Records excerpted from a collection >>

+++

//! Printable string table extraction.
//!
//! A single left-to-right pass with two states: inside a run of printable
//! ASCII (`0x20..=0x7E`) or outside one. Any other byte, the null terminator
//! included, ends the run. Runs of at least [`StringsConfig::min_len`] bytes
//! are kept; a run still open at the end of the buffer is evaluated the same
//! way.

use crate::buffer::load_file;
use crate::error::Result;
use std::path::Path;
use tracing::{debug, trace};

/// Shortest run reported by default (runs must be longer than two bytes)
pub const DEFAULT_MIN_STRING_LEN: usize = 3;

/// A printable run found in the buffer
#[derive(Debug, Clone, PartialEq, Eq)]
#[cfg_attr(feature = "serde", derive(serde::Serialize))]
pub struct ExtractedString {
    /// Offset of the first byte of the run
    pub start_offset: usize,
    /// The run decoded as ASCII text
    pub text: String,
}

impl ExtractedString {
    /// Offset one past the last byte of the run
    pub fn end_offset(&self) -> usize {
        self.start_offset + self.text.len()
    }
}

/// Configuration for [`StringTableScanner`]
#[derive(Debug, Clone)]
pub struct StringsConfig {
    /// Minimum run length in bytes
    pub min_len: usize,
}

impl Default for StringsConfig {
    fn default() -> Self {
        Self {
            min_len: DEFAULT_MIN_STRING_LEN,
        }
    }
}

impl StringsConfig {
    /// Creates a new strings config with default values
    pub fn new() -> Self {
        Self::default()
    }

    /// Sets the minimum run length
    pub fn min_len(mut self, len: usize) -> Self {
        self.min_len = len;
        self
    }
}

/// Contiguous printable-byte run extractor
#[derive(Debug, Clone, Default)]
pub struct StringTableScanner {
    config: StringsConfig,
}

/// Returns true for bytes in the printable ASCII band
#[inline]
pub fn is_printable(byte: u8) -> bool {
    (0x20..=0x7E).contains(&byte)
}

impl StringTableScanner {
    /// Creates a new scanner with default configuration
    pub fn new() -> Self {
        Self::default()
    }

    /// Creates a new scanner with custom configuration
    pub fn with_config(config: StringsConfig) -> Self {
        Self { config }
    }

    /// Extract every printable run, ordered by start offset
    pub fn extract(&self, data: &[u8]) -> Vec<ExtractedString> {
        let mut results = Vec::new();
        let mut run_start: Option<usize> = None;

        for (i, &byte) in data.iter().enumerate() {
            match (run_start, is_printable(byte)) {
                (None, true) => run_start = Some(i),
                (Some(start), false) => {
                    self.flush(data, start, i, &mut results);
                    run_start = None;
                }
                _ => {}
            }
        }

        if let Some(start) = run_start {
            self.flush(data, start, data.len(), &mut results);
        }

        debug!("Extracted {} string(s) from {} bytes", results.len(), data.len());
        results
    }

    fn flush(&self, data: &[u8], start: usize, end: usize, out: &mut Vec<ExtractedString>) {
        let run = &data[start..end];
        if run.len() < self.config.min_len.max(1) {
            return;
        }
        // The printable band is pure ASCII; a failed decode just drops the run
        match std::str::from_utf8(run) {
            Ok(text) if text.is_ascii() => {
                trace!("String at {}: {:?}", start, text);
                out.push(ExtractedString {
                    start_offset: start,
                    text: text.to_string(),
                });
            }
            _ => trace!("Skipping undecodable run at {}", start),
        }
    }
}

/// Extract the string table of a file
pub fn extract_strings_from_file(path: impl AsRef<Path>) -> Result<Vec<ExtractedString>> {
    let data = load_file(path)?;
    Ok(StringTableScanner::new().extract(&data))
}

+++

Exercise brief >> From the entries above, extract each line containing "Some".

Exercise output >>
                (None, true) => run_start = Some(i),
                (Some(start), false) => {
        if let Some(start) = run_start {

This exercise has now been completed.